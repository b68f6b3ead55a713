//! Fixture-level flows: world creation, updates, teardown, and the
//! guarantee that nothing leaks into the next test scope.

use wb_harness::mock::CountingSystem;
use wb_harness::{HarnessError, WorldLifecycleManager, WorldMode};
use wb_runtime::{FramePhase, PhaseLoop, RuntimeGlobals, SystemDescriptor, UpdateGroup, World};

#[test]
fn default_world_update_does_not_fail() {
    let mut manager = WorldLifecycleManager::new(RuntimeGlobals::new());
    let world = manager.create_world(WorldMode::Default, &[]).unwrap();
    world.update().unwrap();
    manager.destroy_world().unwrap();
}

#[test]
fn empty_world_update_does_not_fail() {
    let mut manager = WorldLifecycleManager::new(RuntimeGlobals::new());
    let world = manager.create_world(WorldMode::Empty, &[]).unwrap();
    world.update().unwrap();
    manager.destroy_world().unwrap();
}

#[test]
fn registered_system_updates_once_per_step() {
    let mut manager = WorldLifecycleManager::new(RuntimeGlobals::new());
    let world = manager
        .create_world(WorldMode::Empty, &[SystemDescriptor::of::<CountingSystem>()])
        .unwrap();
    world.update().unwrap();
    assert_eq!(world.system::<CountingSystem>().unwrap().updated, 1);
    manager.destroy_world().unwrap();
}

#[test]
fn manually_attached_system_updates_once_per_step() {
    let mut manager = WorldLifecycleManager::new(RuntimeGlobals::new());
    let world = manager.create_world(WorldMode::Empty, &[]).unwrap();
    let id = world
        .get_or_create_system(SystemDescriptor::of::<CountingSystem>())
        .unwrap();
    world.attach_to_group(id, UpdateGroup::Simulation).unwrap();
    world.update().unwrap();
    assert_eq!(world.system::<CountingSystem>().unwrap().updated, 1);
    manager.destroy_world().unwrap();
}

#[test]
fn manual_single_system_dispatch_updates_once() {
    let mut manager = WorldLifecycleManager::new(RuntimeGlobals::new());
    let world = manager.create_world(WorldMode::Empty, &[]).unwrap();
    let id = world
        .get_or_create_system(SystemDescriptor::of::<CountingSystem>())
        .unwrap();
    world.run_system(id).unwrap();
    assert_eq!(world.system::<CountingSystem>().unwrap().updated, 1);
    manager.destroy_world().unwrap();
}

#[test]
fn second_create_without_teardown_is_rejected() {
    let mut manager = WorldLifecycleManager::new(RuntimeGlobals::new());
    manager.create_world(WorldMode::Default, &[]).unwrap();
    assert!(matches!(
        manager.create_world(WorldMode::Empty, &[]),
        Err(HarnessError::WorldAlreadyActive)
    ));
    manager.destroy_world().unwrap();
}

#[test]
fn repeated_cycles_restore_globals_exactly() {
    let globals = RuntimeGlobals::new();

    // Give all three pieces of ambient state distinctive values.
    let bystander = World::new("bystander", &globals);
    globals.set_default_world(Some(bystander.id()));
    let mut custom_loop = PhaseLoop::empty();
    custom_loop.push(FramePhase {
        name: "fixed-step",
        group: UpdateGroup::Simulation,
    });
    globals.set_phase_loop(custom_loop.clone());
    globals.set_access_checks(true);

    for _ in 0..5 {
        let mut manager = WorldLifecycleManager::new(globals.clone());
        let world = manager
            .create_world(WorldMode::Default, &[SystemDescriptor::of::<CountingSystem>()])
            .unwrap();
        world.update().unwrap();
        manager.destroy_world().unwrap();
    }

    assert_eq!(globals.default_world(), Some(bystander.id()));
    assert_eq!(globals.phase_loop(), custom_loop);
    assert!(globals.access_checks_enabled());
}

#[test]
fn dropping_an_active_manager_still_restores_globals() {
    let globals = RuntimeGlobals::new();
    {
        let mut manager = WorldLifecycleManager::new(globals.clone());
        manager.create_world(WorldMode::Default, &[]).unwrap();
        // Scope exits without an explicit destroy_world.
    }
    assert_eq!(globals.default_world(), None);
    assert_eq!(globals.phase_loop(), PhaseLoop::standard());
    assert!(!globals.access_checks_enabled());
}

#[test]
fn teardown_destroys_systems_created_mid_test() {
    let mut manager = WorldLifecycleManager::new(RuntimeGlobals::new());
    let world = manager.create_world(WorldMode::Empty, &[]).unwrap();
    world
        .get_or_create_system(SystemDescriptor::of::<CountingSystem>())
        .unwrap();
    manager.destroy_world().unwrap();
    assert_eq!(CountingSystem::destroyed_tally(), 1);
}

#[test]
fn a_fresh_cycle_can_follow_teardown() {
    let mut manager = WorldLifecycleManager::new(RuntimeGlobals::new());
    manager.create_world(WorldMode::Empty, &[]).unwrap();
    manager.destroy_world().unwrap();
    let world = manager.create_world(WorldMode::Default, &[]).unwrap();
    world.update().unwrap();
    manager.destroy_world().unwrap();
}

---

What you should do:
Return each line of the records above exactly as it reads.

The answer:
repository b68f6b3ead55a713
//! Fixture-level flows: world creation, updates, teardown, and the
//! guarantee that nothing leaks into the next test scope.

use wb_harness::mock::CountingSystem;
use wb_harness::{HarnessError, WorldLifecycleManager, WorldMode};
use wb_runtime::{FramePhase, PhaseLoop, RuntimeGlobals, SystemDescriptor, UpdateGroup, World};

#[test]
fn default_world_update_does_not_fail() {
    let mut manager = WorldLifecycleManager::new(RuntimeGlobals::new());
    let world = manager.create_world(WorldMode::Default, &[]).unwrap();
    world.update().unwrap();
    manager.destroy_world().unwrap();
}

#[test]
fn empty_world_update_does_not_fail() {
    let mut manager = WorldLifecycleManager::new(RuntimeGlobals::new());
    let world = manager.create_world(WorldMode::Empty, &[]).unwrap();
    world.update().unwrap();
    manager.destroy_world().unwrap();
}

#[test]
fn registered_system_updates_once_per_step() {
    let mut manager = WorldLifecycleManager::new(RuntimeGlobals::new());
    let world = manager
        .create_world(WorldMode::Empty, &[SystemDescriptor::of::<CountingSystem>()])
        .unwrap();
    world.update().unwrap();
    assert_eq!(world.system::<CountingSystem>().unwrap().updated, 1);
    manager.destroy_world().unwrap();
}

#[test]
fn manually_attached_system_updates_once_per_step() {
    let mut manager = WorldLifecycleManager::new(RuntimeGlobals::new());
    let world = manager.create_world(WorldMode::Empty, &[]).unwrap();
    let id = world
        .get_or_create_system(SystemDescriptor::of::<CountingSystem>())
        .unwrap();
    world.attach_to_group(id, UpdateGroup::Simulation).unwrap();
    world.update().unwrap();
    assert_eq!(world.system::<CountingSystem>().unwrap().updated, 1);
    manager.destroy_world().unwrap();
}

#[test]
fn manual_single_system_dispatch_updates_once() {
    let mut manager = WorldLifecycleManager::new(RuntimeGlobals::new());
    let world = manager.create_world(WorldMode::Empty, &[]).unwrap();
    let id = world
        .get_or_create_system(SystemDescriptor::of::<CountingSystem>())
        .unwrap();
    world.run_system(id).unwrap();
    assert_eq!(world.system::<CountingSystem>().unwrap().updated, 1);
    manager.destroy_world().unwrap();
}

#[test]
fn second_create_without_teardown_is_rejected() {
    let mut manager = WorldLifecycleManager::new(RuntimeGlobals::new());
    manager.create_world(WorldMode::Default, &[]).unwrap();
    assert!(matches!(
        manager.create_world(WorldMode::Empty, &[]),
        Err(HarnessError::WorldAlreadyActive)
    ));
    manager.destroy_world().unwrap();
}

#[test]
fn repeated_cycles_restore_globals_exactly() {
    let globals = RuntimeGlobals::new();

    // Give all three pieces of ambient state distinctive values.
    let bystander = World::new("bystander", &globals);
    globals.set_default_world(Some(bystander.id()));
    let mut custom_loop = PhaseLoop::empty();
    custom_loop.push(FramePhase {
        name: "fixed-step",
        group: UpdateGroup::Simulation,
    });
    globals.set_phase_loop(custom_loop.clone());
    globals.set_access_checks(true);

    for _ in 0..5 {
        let mut manager = WorldLifecycleManager::new(globals.clone());
        let world = manager
            .create_world(WorldMode::Default, &[SystemDescriptor::of::<CountingSystem>()])
            .unwrap();
        world.update().unwrap();
        manager.destroy_world().unwrap();
    }

    assert_eq!(globals.default_world(), Some(bystander.id()));
    assert_eq!(globals.phase_loop(), custom_loop);
    assert!(globals.access_checks_enabled());
}

#[test]
fn dropping_an_active_manager_still_restores_globals() {
    let globals = RuntimeGlobals::new();
    {
        let mut manager = WorldLifecycleManager::new(globals.clone());
        manager.create_world(WorldMode::Default, &[]).unwrap();
        // Scope exits without an explicit destroy_world.
    }
    assert_eq!(globals.default_world(), None);
    assert_eq!(globals.phase_loop(), PhaseLoop::standard());
    assert!(!globals.access_checks_enabled());
}

#[test]
fn teardown_destroys_systems_created_mid_test() {
    let mut manager = WorldLifecycleManager::new(RuntimeGlobals::new());
    let world = manager.create_world(WorldMode::Empty, &[]).unwrap();
    world
        .get_or_create_system(SystemDescriptor::of::<CountingSystem>())
        .unwrap();
    manager.destroy_world().unwrap();
    assert_eq!(CountingSystem::destroyed_tally(), 1);
}

#[test]
fn a_fresh_cycle_can_follow_teardown() {
    let mut manager = WorldLifecycleManager::new(RuntimeGlobals::new());
    manager.create_world(WorldMode::Empty, &[]).unwrap();
    manager.destroy_world().unwrap();
    let world = manager.create_world(WorldMode::Default, &[]).unwrap();
    world.update().unwrap();
    manager.destroy_world().unwrap();
}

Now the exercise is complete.